▸ Problem statement: With the line containing "filename src/lifecycle.rs" as the start and the line containing "while a launch is in" as the end, transcribe that span of the entries below exactly, including both.

----- Dataset records

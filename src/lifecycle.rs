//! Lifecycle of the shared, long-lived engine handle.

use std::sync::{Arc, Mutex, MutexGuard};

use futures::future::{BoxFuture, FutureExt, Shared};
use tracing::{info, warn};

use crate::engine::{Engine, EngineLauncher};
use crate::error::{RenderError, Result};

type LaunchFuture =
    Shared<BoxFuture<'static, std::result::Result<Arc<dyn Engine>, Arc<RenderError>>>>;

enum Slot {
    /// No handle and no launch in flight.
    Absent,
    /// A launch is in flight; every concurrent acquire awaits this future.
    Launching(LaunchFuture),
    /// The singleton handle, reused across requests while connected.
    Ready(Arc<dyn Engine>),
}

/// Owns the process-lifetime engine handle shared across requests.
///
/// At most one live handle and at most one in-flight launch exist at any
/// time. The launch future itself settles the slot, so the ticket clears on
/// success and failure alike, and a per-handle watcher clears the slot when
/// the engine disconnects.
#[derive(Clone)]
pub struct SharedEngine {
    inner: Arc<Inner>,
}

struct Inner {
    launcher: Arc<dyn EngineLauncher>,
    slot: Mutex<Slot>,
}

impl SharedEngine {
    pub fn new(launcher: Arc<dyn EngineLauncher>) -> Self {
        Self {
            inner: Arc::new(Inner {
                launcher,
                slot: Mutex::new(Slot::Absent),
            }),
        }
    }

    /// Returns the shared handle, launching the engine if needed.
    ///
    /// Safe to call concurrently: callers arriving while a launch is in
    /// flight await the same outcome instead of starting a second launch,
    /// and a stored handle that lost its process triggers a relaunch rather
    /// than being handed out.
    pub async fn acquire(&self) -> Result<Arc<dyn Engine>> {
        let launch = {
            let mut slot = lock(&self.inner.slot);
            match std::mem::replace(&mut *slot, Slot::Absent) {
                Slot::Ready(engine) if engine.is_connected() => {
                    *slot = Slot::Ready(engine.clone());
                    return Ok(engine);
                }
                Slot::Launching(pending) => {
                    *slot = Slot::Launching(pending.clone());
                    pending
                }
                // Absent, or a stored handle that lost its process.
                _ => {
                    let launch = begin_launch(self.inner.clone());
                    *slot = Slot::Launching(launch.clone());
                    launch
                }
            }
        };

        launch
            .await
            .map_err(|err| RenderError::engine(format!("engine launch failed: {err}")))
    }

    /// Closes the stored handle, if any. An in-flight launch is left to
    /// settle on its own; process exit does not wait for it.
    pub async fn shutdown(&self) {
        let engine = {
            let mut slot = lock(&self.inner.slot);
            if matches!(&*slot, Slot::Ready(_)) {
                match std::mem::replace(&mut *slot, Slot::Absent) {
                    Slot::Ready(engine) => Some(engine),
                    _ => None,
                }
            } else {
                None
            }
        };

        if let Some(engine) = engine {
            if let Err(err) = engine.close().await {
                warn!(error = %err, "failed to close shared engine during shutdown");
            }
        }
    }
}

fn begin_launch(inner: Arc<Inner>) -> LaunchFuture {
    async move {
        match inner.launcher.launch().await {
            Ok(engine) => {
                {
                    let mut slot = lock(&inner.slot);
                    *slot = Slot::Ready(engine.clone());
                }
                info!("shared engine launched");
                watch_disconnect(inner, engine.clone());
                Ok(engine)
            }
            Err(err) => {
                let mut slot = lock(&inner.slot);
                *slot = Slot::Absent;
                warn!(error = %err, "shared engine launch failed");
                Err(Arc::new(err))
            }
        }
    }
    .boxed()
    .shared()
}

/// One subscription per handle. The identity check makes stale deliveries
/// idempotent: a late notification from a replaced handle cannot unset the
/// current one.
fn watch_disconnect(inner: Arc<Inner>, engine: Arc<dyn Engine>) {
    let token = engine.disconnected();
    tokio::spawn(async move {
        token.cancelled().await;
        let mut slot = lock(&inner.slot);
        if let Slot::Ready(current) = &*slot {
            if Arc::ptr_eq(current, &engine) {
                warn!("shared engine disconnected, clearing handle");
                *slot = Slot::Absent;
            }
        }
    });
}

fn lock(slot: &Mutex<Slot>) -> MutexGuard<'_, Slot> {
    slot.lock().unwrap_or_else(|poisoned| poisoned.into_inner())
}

----------
----- Dataset records

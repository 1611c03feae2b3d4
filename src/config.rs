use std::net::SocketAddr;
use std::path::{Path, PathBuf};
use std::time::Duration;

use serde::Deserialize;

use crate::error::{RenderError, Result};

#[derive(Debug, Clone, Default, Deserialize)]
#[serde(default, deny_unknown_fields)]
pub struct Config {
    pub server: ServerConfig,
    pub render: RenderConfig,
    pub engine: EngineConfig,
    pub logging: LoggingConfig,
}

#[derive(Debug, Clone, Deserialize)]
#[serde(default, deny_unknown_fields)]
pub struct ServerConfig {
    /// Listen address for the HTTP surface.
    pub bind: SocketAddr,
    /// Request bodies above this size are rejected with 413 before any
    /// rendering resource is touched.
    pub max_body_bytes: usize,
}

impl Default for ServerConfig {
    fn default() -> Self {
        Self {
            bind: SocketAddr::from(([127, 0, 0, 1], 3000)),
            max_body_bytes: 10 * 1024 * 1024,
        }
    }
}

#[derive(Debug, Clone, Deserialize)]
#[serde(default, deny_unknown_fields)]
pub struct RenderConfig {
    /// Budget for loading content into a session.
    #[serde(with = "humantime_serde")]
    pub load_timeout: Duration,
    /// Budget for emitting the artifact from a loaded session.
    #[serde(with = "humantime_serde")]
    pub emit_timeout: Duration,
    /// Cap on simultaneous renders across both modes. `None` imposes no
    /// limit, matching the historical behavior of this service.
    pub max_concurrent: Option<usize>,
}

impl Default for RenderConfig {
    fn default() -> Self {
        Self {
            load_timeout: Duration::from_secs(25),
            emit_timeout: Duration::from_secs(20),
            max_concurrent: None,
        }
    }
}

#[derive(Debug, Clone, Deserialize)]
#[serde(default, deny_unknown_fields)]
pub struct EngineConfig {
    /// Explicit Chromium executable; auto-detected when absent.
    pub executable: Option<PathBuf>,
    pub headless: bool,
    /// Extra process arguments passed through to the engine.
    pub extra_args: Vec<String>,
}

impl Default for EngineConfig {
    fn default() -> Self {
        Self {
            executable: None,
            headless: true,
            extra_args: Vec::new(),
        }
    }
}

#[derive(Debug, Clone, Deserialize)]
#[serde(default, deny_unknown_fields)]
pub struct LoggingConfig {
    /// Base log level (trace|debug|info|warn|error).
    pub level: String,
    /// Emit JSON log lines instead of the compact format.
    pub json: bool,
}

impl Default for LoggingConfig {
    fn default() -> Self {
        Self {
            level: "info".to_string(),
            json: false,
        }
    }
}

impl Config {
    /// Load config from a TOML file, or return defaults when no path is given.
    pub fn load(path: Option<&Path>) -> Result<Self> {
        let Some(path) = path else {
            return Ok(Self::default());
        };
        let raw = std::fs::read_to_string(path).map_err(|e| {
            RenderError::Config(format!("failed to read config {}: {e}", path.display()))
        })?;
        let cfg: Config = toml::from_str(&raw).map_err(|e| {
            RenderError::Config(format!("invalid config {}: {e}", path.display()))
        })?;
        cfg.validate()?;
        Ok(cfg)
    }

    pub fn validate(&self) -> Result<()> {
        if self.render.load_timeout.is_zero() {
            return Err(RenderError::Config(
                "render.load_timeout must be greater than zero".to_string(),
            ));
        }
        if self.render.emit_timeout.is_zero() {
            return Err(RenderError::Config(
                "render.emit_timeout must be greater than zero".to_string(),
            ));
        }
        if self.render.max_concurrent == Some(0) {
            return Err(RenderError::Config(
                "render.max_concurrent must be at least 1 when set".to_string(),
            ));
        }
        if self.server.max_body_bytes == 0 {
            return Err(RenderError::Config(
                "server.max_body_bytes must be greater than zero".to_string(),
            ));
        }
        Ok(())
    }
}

----------
----- Dataset records

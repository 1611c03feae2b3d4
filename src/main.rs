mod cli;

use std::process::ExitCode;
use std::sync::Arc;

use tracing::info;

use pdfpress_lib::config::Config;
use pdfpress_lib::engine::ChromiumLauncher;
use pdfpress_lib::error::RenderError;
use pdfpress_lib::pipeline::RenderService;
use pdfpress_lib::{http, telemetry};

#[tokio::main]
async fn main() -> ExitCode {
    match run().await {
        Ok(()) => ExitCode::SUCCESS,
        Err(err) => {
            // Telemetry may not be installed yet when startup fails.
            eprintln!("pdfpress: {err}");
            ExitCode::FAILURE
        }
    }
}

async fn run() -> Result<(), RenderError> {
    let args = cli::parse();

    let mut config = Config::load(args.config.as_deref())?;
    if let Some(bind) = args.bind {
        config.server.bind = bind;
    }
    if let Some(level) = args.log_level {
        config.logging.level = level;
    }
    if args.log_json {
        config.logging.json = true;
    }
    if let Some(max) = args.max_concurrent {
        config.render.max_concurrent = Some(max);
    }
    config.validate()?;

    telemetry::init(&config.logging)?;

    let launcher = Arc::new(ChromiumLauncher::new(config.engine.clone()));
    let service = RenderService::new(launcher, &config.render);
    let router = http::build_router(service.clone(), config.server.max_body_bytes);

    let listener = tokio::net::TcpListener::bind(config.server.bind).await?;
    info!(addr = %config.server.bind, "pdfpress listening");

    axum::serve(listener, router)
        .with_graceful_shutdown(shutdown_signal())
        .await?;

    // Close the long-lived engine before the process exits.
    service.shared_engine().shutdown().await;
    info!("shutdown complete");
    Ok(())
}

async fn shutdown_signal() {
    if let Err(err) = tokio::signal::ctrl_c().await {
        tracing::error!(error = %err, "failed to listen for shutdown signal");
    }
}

----------

▸ Written response:
filename src/lifecycle.rs
//! Lifecycle of the shared, long-lived engine handle.

use std::sync::{Arc, Mutex, MutexGuard};

use futures::future::{BoxFuture, FutureExt, Shared};
use tracing::{info, warn};

use crate::engine::{Engine, EngineLauncher};
use crate::error::{RenderError, Result};

type LaunchFuture =
    Shared<BoxFuture<'static, std::result::Result<Arc<dyn Engine>, Arc<RenderError>>>>;

enum Slot {
    /// No handle and no launch in flight.
    Absent,
    /// A launch is in flight; every concurrent acquire awaits this future.
    Launching(LaunchFuture),
    /// The singleton handle, reused across requests while connected.
    Ready(Arc<dyn Engine>),
}

/// Owns the process-lifetime engine handle shared across requests.
///
/// At most one live handle and at most one in-flight launch exist at any
/// time. The launch future itself settles the slot, so the ticket clears on
/// success and failure alike, and a per-handle watcher clears the slot when
/// the engine disconnects.
#[derive(Clone)]
pub struct SharedEngine {
    inner: Arc<Inner>,
}

struct Inner {
    launcher: Arc<dyn EngineLauncher>,
    slot: Mutex<Slot>,
}

impl SharedEngine {
    pub fn new(launcher: Arc<dyn EngineLauncher>) -> Self {
        Self {
            inner: Arc::new(Inner {
                launcher,
                slot: Mutex::new(Slot::Absent),
            }),
        }
    }

    /// Returns the shared handle, launching the engine if needed.
    ///
    /// Safe to call concurrently: callers arriving while a launch is in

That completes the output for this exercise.